Y D’Artagnan hizo sonar en su bolso el resto de sus pistolas.

-Mandad vuestra silla al palacio de los Mosqueteros y os traerán vuestro caballo aquí con los nuestros.

-Muy bien, pero pronto serán las cinco, démonos prisa.

Un cuarto de hora después, Porthos apareció por la esquina de la calle Férou en un magnífico caballo berberisco; Mosquetón le seguía en un caballo de Auvergne, pequeño pero sólido. Porthos resplandecía de alegría y de orgullo.

Al mismo tiempo Aramis apareció por la otra esquina de la calle montado en un soberbio corcel inglés; Bazin lo seguía en un caballo ruano, llevando atado un vigoroso mecklemburgués: era la montura de D’Artagnan.

Los dos mosqueteros se encontraron en la puerta; Athos y D’Artagnan los miraban por la ventana.

-¡Diablos! - dijo Aramis-. Tenéis un soberbio caballo, querido Porthos.

-Sí - respondió Porthos ; éste es el que tenían que haberme enviado al principio: una jugarreta del marido lo sustituyó por el otro; pero el marido ha sido castigado luego y yo he obtenido satisfacciones.

Planchet y Grimaud aparecieron entonces llevando de la mano las monturas de sus amos; D’Artagnan y Athos descendieron, montaron junto a sus compañeros y los cuatro se pusieron en marcha: Athos en el caballo que debía a su mujer, Aramis en el caballo que debía a su amante, Porthos en el caballo que debía a su procuradora, y D’Artagnan en el caballo que debía a su buena fortuna, la mejor de las amantes.

Los seguían los criados.

Como Porthos había pensado, la cabalgada causó buen efecto; y si la señora Coquenard se hubiera encontrado en el camino de Porthos y hubiera podido ver el gran aspecto que tenía sobre su hermoso berberisco español, no habría lamentado la sangria que había hecho en el cofre de su marido.

Cerca del Louvre los cuatro amigos encontraron al señor de Tréville que volvía de Saint Germain; los paró para felicitarlos por su equipo, cosa que en un instante atrajo a su alrededor algunos centenares de mirones.

D’Artagnan aprovechó la circunstancia para hablar al señor de Tréville de la carta de gran sello rojo y armas ducales; por supuesto, de la otra no sopló ni una palabra.

El señor de Tréville aprobó la resolución que había tomado, y le aseguró que si al día siguiente no había reaparecido, él sabría encontrarlo en cualquier sitio que estuviese.

En aquel momento, el reloj de la Samaritaine dio las seis; los cuatro amigos se excusaron con una cita y se despidieron del señor de Tréville.

Un tiempo de galope los condujo a la ruta de Chaillot; la luz comenzaba a bajar, los coches pasaban y volvían a pasar; D’Artagnan, guardado a algunos pasos por sus amigos, hundía sus miradas hasta el fondo de las carrozas, y no veía ningún rostro conocido.

Finalmente, al cuarto de hora de espera y cuando el crepúsculo caía completamente, apareció un coche llegando a todo galope por la ruta de Sèvres; un presentimiento le dijo de antemano a D’Artagnan que aquel coche encerraba a la persona que le había dado cita; el joven quedó completamente sorprendido al sentir su corazón batir tan violentamente.

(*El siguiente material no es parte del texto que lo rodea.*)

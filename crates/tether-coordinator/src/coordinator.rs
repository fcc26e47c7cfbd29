//! The session coordinator: host side and replica side.
//!
//! The host elects the fallback host and owns the session metadata. Every
//! change goes out as a sequenced [`Envelope`]. Replicas apply those in
//! order and drop anything older than what they already hold. Both sides
//! publish the current fallback into the connection machine's
//! [`FallbackSlot`], which is what the machine consults when the host
//! disappears.

use std::collections::BTreeSet;

use tether_connection::FallbackSlot;
use tether_protocol::{CoordinatorMessage, Envelope, PeerId, Recipient};
use tether_transport::RoomSpec;

use crate::{CoordinatorError, SessionMetadata, channel_name_for, lowest_candidate};

/// An RPC the caller should send, and to whom.
pub type Outbound = (Recipient, Envelope);

/// What applying one update changed on a replica.
///
/// Only [`Fallback`](Applied::Fallback) and
/// [`ChannelName`](Applied::ChannelName) report a change, so callers can
/// fire their notifications on those alone.
#[derive(Debug, Clone, PartialEq, Eq)]
pub enum Applied {
    /// The fallback host changed to this. `None` means no peer is
    /// eligible any more.
    Fallback(Option<PeerId>),
    /// The session's channel name arrived for the first time.
    ChannelName(String),
    /// Older than something already applied. Dropped.
    Stale,
    /// Newer, but nothing changed: the fallback we already had, the
    /// channel name again, or a conflicting channel name.
    Unchanged,
}

enum Side {
    Host {
        next_seq: u64,
        /// Peers whose join we've processed.
        peers: BTreeSet<PeerId>,
    },
    Replica {
        /// Who we take updates from. Learned from the first update.
        host: Option<PeerId>,
        last_seq: u64,
    },
}

/// One session's election state and metadata.
///
/// Created when a peer starts or restores a session, dropped when that
/// session ends, so nothing carries over between consecutive sessions.
pub struct SessionCoordinator {
    local: PeerId,
    metadata: SessionMetadata,
    slot: FallbackSlot,
    side: Side,
}

impl SessionCoordinator {
    /// The host's coordinator for `room`. The channel name is derived from
    /// the room's region and `lobby_id` and never changes afterwards.
    pub fn host(local: PeerId, room: &RoomSpec, lobby_id: &str, slot: FallbackSlot) -> Self {
        let channel = channel_name_for(&room.region, lobby_id);
        tracing::info!(%local, %room, %channel, "session coordinator created");
        slot.clear();
        Self {
            local,
            metadata: SessionMetadata::new(room, Some(channel)),
            slot,
            side: Side::Host {
                next_seq: 1,
                peers: BTreeSet::new(),
            },
        }
    }

    /// A replica for a client connected to `room`.
    ///
    /// It follows whichever peer sends the first update and rejects
    /// updates from anyone else afterwards. The fallback and channel name
    /// stay unknown until the host sends them.
    pub fn replica(local: PeerId, room: &RoomSpec, slot: FallbackSlot) -> Self {
        tracing::debug!(%local, %room, "session replica created");
        Self {
            local,
            metadata: SessionMetadata::new(room, None),
            slot,
            side: Side::Replica {
                host: None,
                last_seq: 0,
            },
        }
    }

    /// This peer's relay id in the session.
    pub fn local(&self) -> PeerId {
        self.local
    }

    /// `true` for the coordinator created with [`host`](Self::host).
    pub fn is_host(&self) -> bool {
        matches!(self.side, Side::Host { .. })
    }

    pub fn metadata(&self) -> &SessionMetadata {
        &self.metadata
    }

    /// The current fallback host. Always equal to what the slot holds.
    pub fn fallback(&self) -> Option<PeerId> {
        self.metadata.fallback_host
    }

    /// The voice channel name. Known from creation on the host, and from
    /// the first `ChannelName` update on a replica.
    pub fn channel_name(&self) -> Option<&str> {
        self.metadata.channel_name.as_deref()
    }

    /// Whether the latest election named this peer.
    pub fn is_fallback(&self) -> bool {
        self.metadata.fallback_host == Some(self.local)
    }

    // -- Host ---------------------------------------------------------------

    /// Runs the election for a newly joined peer.
    ///
    /// Always tells the newcomer the channel name. A repeated join of a
    /// known peer only repeats what that peer should already know.
    ///
    /// # Errors
    /// [`CoordinatorError::NotHost`] on a replica.
    pub fn on_peer_joined(&mut self, peer: PeerId) -> Result<Vec<Outbound>, CoordinatorError> {
        let Side::Host { peers, .. } = &mut self.side else {
            return Err(CoordinatorError::NotHost("handle joins"));
        };
        if peer == self.local {
            return Ok(Vec::new());
        }

        let is_new = peers.insert(peer);
        let lower = self.metadata.fallback_host.is_none_or(|current| peer < current);

        let mut out = Vec::with_capacity(2);
        if is_new && lower {
            tracing::info!(%peer, previous = ?self.metadata.fallback_host, "new fallback host");
            self.set_fallback(Some(peer));
            let msg = CoordinatorMessage::FallbackHost {
                fallback: Some(peer),
            };
            out.push((Recipient::All, self.stamp(msg)));
        } else {
            tracing::debug!(%peer, fallback = ?self.metadata.fallback_host, "fallback unchanged");
            let msg = CoordinatorMessage::FallbackHost {
                fallback: self.metadata.fallback_host,
            };
            out.push((Recipient::Peer(peer), self.stamp(msg)));
        }

        if let Some(name) = self.metadata.channel_name.clone() {
            out.push((
                Recipient::Peer(peer),
                self.stamp(CoordinatorMessage::ChannelName { name }),
            ));
        }
        Ok(out)
    }

    /// Handles a departure. `connected` is every peer still in the room
    /// according to the relay.
    ///
    /// Only the fallback's departure triggers a rescan and a broadcast.
    ///
    /// # Errors
    /// [`CoordinatorError::NotHost`] on a replica.
    pub fn on_peer_left(
        &mut self,
        peer: PeerId,
        connected: impl IntoIterator<Item = PeerId>,
    ) -> Result<Vec<Outbound>, CoordinatorError> {
        let Side::Host { peers, .. } = &mut self.side else {
            return Err(CoordinatorError::NotHost("handle departures"));
        };
        peers.remove(&peer);

        if self.metadata.fallback_host != Some(peer) {
            tracing::debug!(%peer, "non-fallback peer left");
            return Ok(Vec::new());
        }

        let next = lowest_candidate(connected, self.local, Some(peer));
        tracing::info!(departed = %peer, fallback = ?next, "fallback host left, re-elected");
        self.set_fallback(next);
        let msg = CoordinatorMessage::FallbackHost { fallback: next };
        Ok(vec![(Recipient::All, self.stamp(msg))])
    }

    fn stamp(&mut self, message: CoordinatorMessage) -> Envelope {
        let seq = match &mut self.side {
            Side::Host { next_seq, .. } => {
                let seq = *next_seq;
                *next_seq += 1;
                seq
            }
            Side::Replica { .. } => 0,
        };
        Envelope { seq, message }
    }

    // -- Replica ------------------------------------------------------------

    /// Applies an update the host sent.
    ///
    /// Updates with a sequence number at or below the last applied one
    /// are [`Stale`](Applied::Stale). A fallback update that repeats the
    /// current fallback is [`Unchanged`](Applied::Unchanged) and leaves
    /// the slot alone.
    ///
    /// # Errors
    /// - [`CoordinatorError::NotReplica`] on the host.
    /// - [`CoordinatorError::WrongSender`] if `from` isn't the host this
    ///   replica follows.
    /// - [`CoordinatorError::Protocol`] for a malformed envelope.
    pub fn apply(&mut self, from: PeerId, envelope: Envelope) -> Result<Applied, CoordinatorError> {
        let Side::Replica { host, last_seq } = &mut self.side else {
            return Err(CoordinatorError::NotReplica("apply updates"));
        };
        envelope.validate()?;

        match *host {
            Some(known) if known != from => {
                return Err(CoordinatorError::WrongSender { from, host: known });
            }
            Some(_) => {}
            None => *host = Some(from),
        }

        if envelope.seq <= *last_seq {
            tracing::debug!(seq = envelope.seq, last = *last_seq, "dropping stale update");
            return Ok(Applied::Stale);
        }
        *last_seq = envelope.seq;

        match envelope.message {
            CoordinatorMessage::FallbackHost { fallback } => {
                if fallback == self.metadata.fallback_host {
                    return Ok(Applied::Unchanged);
                }
                if fallback == Some(self.local) && !self.is_fallback() {
                    tracing::warn!(local = %self.local, "this peer is now the fallback host");
                }
                self.set_fallback(fallback);
                Ok(Applied::Fallback(fallback))
            }
            CoordinatorMessage::ChannelName { name } => match &self.metadata.channel_name {
                None => {
                    tracing::debug!(channel = %name, "channel name received");
                    self.metadata.channel_name = Some(name.clone());
                    Ok(Applied::ChannelName(name))
                }
                Some(current) if *current == name => Ok(Applied::Unchanged),
                Some(current) => {
                    tracing::warn!(%current, ignored = %name, "conflicting channel name ignored");
                    Ok(Applied::Unchanged)
                }
            },
        }
    }

    fn set_fallback(&mut self, fallback: Option<PeerId>) {
        self.metadata.fallback_host = fallback;
        self.slot.publish(fallback);
    }
}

Casi al punto una cabeza de mujer salió por la portezuela, con dos dedos sobre la boca como para recomendar silencio, o como para enviar un beso; D’Artagnan lanzó un leve grito de alegría: aquella mujer, o mejor dicho, aquella aparición, porque el coche había pasado con la rapidez de una visión, era la señora Bonacieux.

Por un movimiento involuntario y pese a la recomendación hecha, D’Artagnan lanzó su caballo al galope y en pocos saltos alcanzó el coche; pero el cristal de la portezuela estaba herméticamente cerrado: la visión había desaparecido.

D’Artagnan se acordó entonces de la recomendación:

«Si amáis vuestra vida y la de las personas que os aman, permaneced inmóvil y como si nada hubierais visto.»

Se detuvo, por tanto, temblando no por él sino por la pobre mujer pues, evidentemente, se había expuesto a un gran peligro dándole aquella cita.

El coche continuó su ruta caminando siempre a todo galope, se adentró en París y desapareció.

D’Artagnan había quedado desconcertado y sin saber qué pensar. Si era la señora Bonacieux y si volvía a París, ¿por qué aquella cita fugitiva, por qué aquel simple cambio de una mirada, por qué aquel beso perdido? Y si por otro lado no era ella, lo cual era muy posible porque la escasa luz que quedaba hacía fácil el error, si no era ella, ¿no sería el comienzo de un golpe de mano montado contra él con el cebo de aquella mujer cuyo amor por ella era conocido?

Los tres compañeros se le acercaron. Los tres habían visto perfectamente una cabeza de mujer aparecer en la portezuela, pero ninguno de ellos, excepto Athos, conocía a la señora Bonacieu. La opinión de Athos, por lo demás, fue que sí era ella; pero menos preocupado que D’Artagnan por aquel bonito rostro, había creído ver una segunda cabeza una cabeza de hombre, al fondo del coche.

-Si es así - dijo D’Artagnan-, sin duda la llevan de una prisión a otra. Pero ¿qué van a hacer con esa pobre criatura y cuándo volveré a verla?

-Amigo - dijo gravemente Athos-, recordad que los muertos son los únicos a los que uno está expuesto a volver a encontrar sobre la tierra. Vos sabéis algo de eso, igual que yo, ¿no es así? Ahora bien, si vuestra amante no está muerta, si es la que acabamos de ver, la encontraréis un día a otro. Y quizá, Dios mío - añadió con un acento misántropo que le era propio-, quizá antes de lo que queráis.

Sonaron las siete y media, el coche llevaba un retraso de veinte minutos respecto a la cita dada. Los amigos de D’Artagnan le recordaron que tenía una visita que hacer, haciéndole observar también que todavía estaba a tiempo de desdecirse.

Pero D’Artagnan era a la vez obstinado y curioso. Se le había metido en la cabeza que iría al Palais Cardinal y que sabría lo que Su Eminencia quería. Nada pudo hacerle cambiar su determinación.

Llegaron a la calle Saint Honoré, y en la plaza Palais Cardinal encontraron a los doce mosqueteros convocados que se paseaban a la espera de sus camaradas. Sólo allí se les explicó de qué se trataba.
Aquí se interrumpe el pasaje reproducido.